▶ [HOW TO COMPLETE THIS TASK]: Figure out how many lines in these records contain "institution". Only the number belongs in the reply.
Start of Block
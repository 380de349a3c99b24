//! Mentor Search: find mentors matching a student's interests near a location.
//!
//! Flow: validate config → build query → assistant run (poll) → extract reply
//!       text → parse mentors → recompute relevance → attach query location.
//!
//! Searching is best-effort: every failure is logged with its kind and the
//! caller receives an empty list.

use async_trait::async_trait;
use reqwest::Client;
use thiserror::Error;
use tokio_util::sync::CancellationToken;
use tracing::{info, warn, Instrument};
use uuid::Uuid;

use crate::config::{AssistantConfig, Config, ConfigMissing};
use crate::jobs::{AssistantJobBackend, JobBackend, JobError, JobPoller, JobRequest, PollSettings};
use crate::llm_client::LlmClient;
use crate::mentors::models::{MentorRecord, SearchCriteria};
use crate::mentors::prompts::MENTOR_QUERY_TEMPLATE;
use crate::mentors::scoring::mentor_relevance;
use crate::parsing::{parse_mentors, parse_single_text, ReplyError};

/// A source of mentors. Carried in `AppState` as `Arc<dyn MentorDirectory>`
/// so the live assistant and the bundled fixtures are interchangeable.
#[async_trait]
pub trait MentorDirectory: Send + Sync {
    /// Never fails; degraded searches return an empty list.
    async fn search(
        &self,
        criteria: &SearchCriteria,
        cancel: &CancellationToken,
    ) -> Vec<MentorRecord>;

    /// "assistant" | "fixture", for logs.
    fn backend_name(&self) -> &'static str;
}

#[derive(Debug, Error)]
enum SearchError {
    #[error(transparent)]
    Config(#[from] ConfigMissing),

    #[error(transparent)]
    Job(#[from] JobError),

    #[error(transparent)]
    Reply(#[from] ReplyError),
}

impl SearchError {
    fn kind(&self) -> &'static str {
        match self {
            SearchError::Config(e) => e.kind(),
            SearchError::Job(e) => e.kind(),
            SearchError::Reply(e) => e.kind(),
        }
    }
}

/// Natural-language query sent to the mentor assistant.
pub fn build_query(criteria: &SearchCriteria) -> String {
    MENTOR_QUERY_TEMPLATE
        .replace("{interests}", &criteria.research_interests)
        .replace("{location}", &criteria.location)
        .replace("{radius}", &criteria.search_radius.to_string())
}

/// Recomputes every record's relevance against the query and stamps the
/// query's location on it.
pub fn score_and_locate(
    mentors: Vec<MentorRecord>,
    criteria: &SearchCriteria,
) -> Vec<MentorRecord> {
    mentors
        .into_iter()
        .map(|mut mentor| {
            mentor.relevance_score = mentor_relevance(&mentor, &criteria.research_interests);
            mentor.location = criteria.location.clone();
            mentor
        })
        .collect()
}

/// Runs one search against an arbitrary job backend.
async fn run_search(
    backend: &dyn JobBackend,
    assistant_id: &str,
    poll: PollSettings,
    criteria: &SearchCriteria,
    cancel: &CancellationToken,
) -> Result<Vec<MentorRecord>, SearchError> {
    let request = JobRequest {
        assistant_id: assistant_id.to_string(),
        content: build_query(criteria),
    };

    let raw = JobPoller::new(backend, poll)
        .submit_and_await(&request, cancel)
        .await?;
    let text = parse_single_text(&raw)?;

    Ok(score_and_locate(parse_mentors(&text), criteria))
}

/// Searches through the mentor assistant registered upstream.
pub struct AssistantMentorDirectory {
    http: Client,
    base_url: String,
    assistant: AssistantConfig,
    poll: PollSettings,
}

impl AssistantMentorDirectory {
    pub fn new(http: Client, config: &Config) -> Self {
        Self {
            http,
            base_url: config.openai_base_url.clone(),
            assistant: config.mentor_assistant.clone(),
            poll: config.poll,
        }
    }

    async fn try_search(
        &self,
        criteria: &SearchCriteria,
        cancel: &CancellationToken,
    ) -> Result<Vec<MentorRecord>, SearchError> {
        let credentials = self.assistant.require()?;
        let backend = AssistantJobBackend::new(LlmClient::new(
            self.http.clone(),
            self.base_url.as_str(),
            credentials.api_key,
        ));
        run_search(&backend, credentials.assistant_id, self.poll, criteria, cancel).await
    }
}

#[async_trait]
impl MentorDirectory for AssistantMentorDirectory {
    async fn search(
        &self,
        criteria: &SearchCriteria,
        cancel: &CancellationToken,
    ) -> Vec<MentorRecord> {
        let span = tracing::info_span!("mentor_search", search_id = %Uuid::new_v4());

        async {
            match self.try_search(criteria, cancel).await {
                Ok(mentors) => {
                    info!("Mentor search returned {} mentors", mentors.len());
                    mentors
                }
                Err(e) => {
                    warn!(kind = e.kind(), "Mentor search failed: {e}");
                    Vec::new()
                }
            }
        }
        .instrument(span)
        .await
    }

    fn backend_name(&self) -> &'static str {
        "assistant"
    }
}
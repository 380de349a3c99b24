use std::sync::Arc;

use reqwest::Client;

use crate::config::Config;
use crate::mentors::search::MentorDirectory;

/// Shared application state injected into all route handlers via Axum extractors.
/// Immutable; each request builds its own upstream client from `config`.
#[derive(Clone)]
pub struct AppState {
    pub http: Client,
    pub config: Config,
    /// Assistant-backed by default. `USE_MENTOR_FIXTURES=true` swaps in the sample set.
    pub mentors: Arc<dyn MentorDirectory>,
}
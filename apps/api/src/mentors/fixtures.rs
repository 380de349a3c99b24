//! Bundled sample mentors for local demos without upstream credentials.

use async_trait::async_trait;
use tokio_util::sync::CancellationToken;
use tracing::info;

use crate::mentors::models::{MentorRecord, SearchCriteria};
use crate::mentors::search::{score_and_locate, MentorDirectory};

#[allow(clippy::too_many_arguments)]
fn mentor(
    name: &str,
    title: &str,
    institution: &str,
    department: &str,
    expertise: &[&str],
    email: &str,
    research_summary: &str,
    lab: (&str, &str),
    profile_url: &str,
) -> MentorRecord {
    MentorRecord {
        name: name.to_string(),
        title: title.to_string(),
        institution: institution.to_string(),
        department: department.to_string(),
        expertise: expertise.iter().map(|e| e.to_string()).collect(),
        profile_url: profile_url.to_string(),
        relevance_score: 0.0,
        location: String::new(),
        research_summary: Some(research_summary.to_string()),
        lab_name: Some(lab.0.to_string()),
        lab_description: Some(lab.1.to_string()),
        email: Some(email.to_string()),
    }
}

pub fn sample_mentors() -> Vec<MentorRecord> {
    vec![
        mentor(
            "Dr. Sarah Johnson",
            "Associate Professor",
            "Stanford University",
            "Computer Science",
            &["Machine Learning", "Artificial Intelligence", "Computer Vision"],
            "sarah.johnson@stanford.edu",
            "Focusing on advanced machine learning algorithms and their applications in computer vision.",
            (
                "AI & Vision Lab",
                "Research group exploring cutting-edge AI applications.",
            ),
            "https://stanford.edu/faculty/sjohnson",
        ),
        mentor(
            "Dr. Michael Chen",
            "Assistant Professor",
            "MIT",
            "Physics",
            &["Quantum Computing", "Theoretical Physics", "Mathematics"],
            "mchen@mit.edu",
            "Working on quantum algorithms and their implications for computational complexity.",
            (
                "Quantum Computing Group",
                "Advancing the frontiers of quantum computation.",
            ),
            "https://mit.edu/faculty/mchen",
        ),
    ]
}

/// Serves `sample_mentors()`, keeping those whose expertise contains the
/// whole interests string (case-insensitive).
pub struct FixtureMentorDirectory {
    mentors: Vec<MentorRecord>,
}

impl FixtureMentorDirectory {
    pub fn new() -> Self {
        Self {
            mentors: sample_mentors(),
        }
    }
}

impl Default for FixtureMentorDirectory {
    fn default() -> Self {
        Self::new()
    }
}

#[async_trait]
impl MentorDirectory for FixtureMentorDirectory {
    async fn search(
        &self,
        criteria: &SearchCriteria,
        _cancel: &CancellationToken,
    ) -> Vec<MentorRecord> {
        let needle = criteria.research_interests.trim().to_lowercase();
        let matched: Vec<MentorRecord> = self
            .mentors
            .iter()
            .filter(|m| m.expertise.iter().any(|e| e.to_lowercase().contains(&needle)))
            .cloned()
            .collect();

        info!("Fixture mentor search matched {} mentors", matched.len());
        score_and_locate(matched, criteria)
    }

    fn backend_name(&self) -> &'static str {
        "fixture"
    }
}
End of Block
▶ [EXPECTED ANSWER]: 2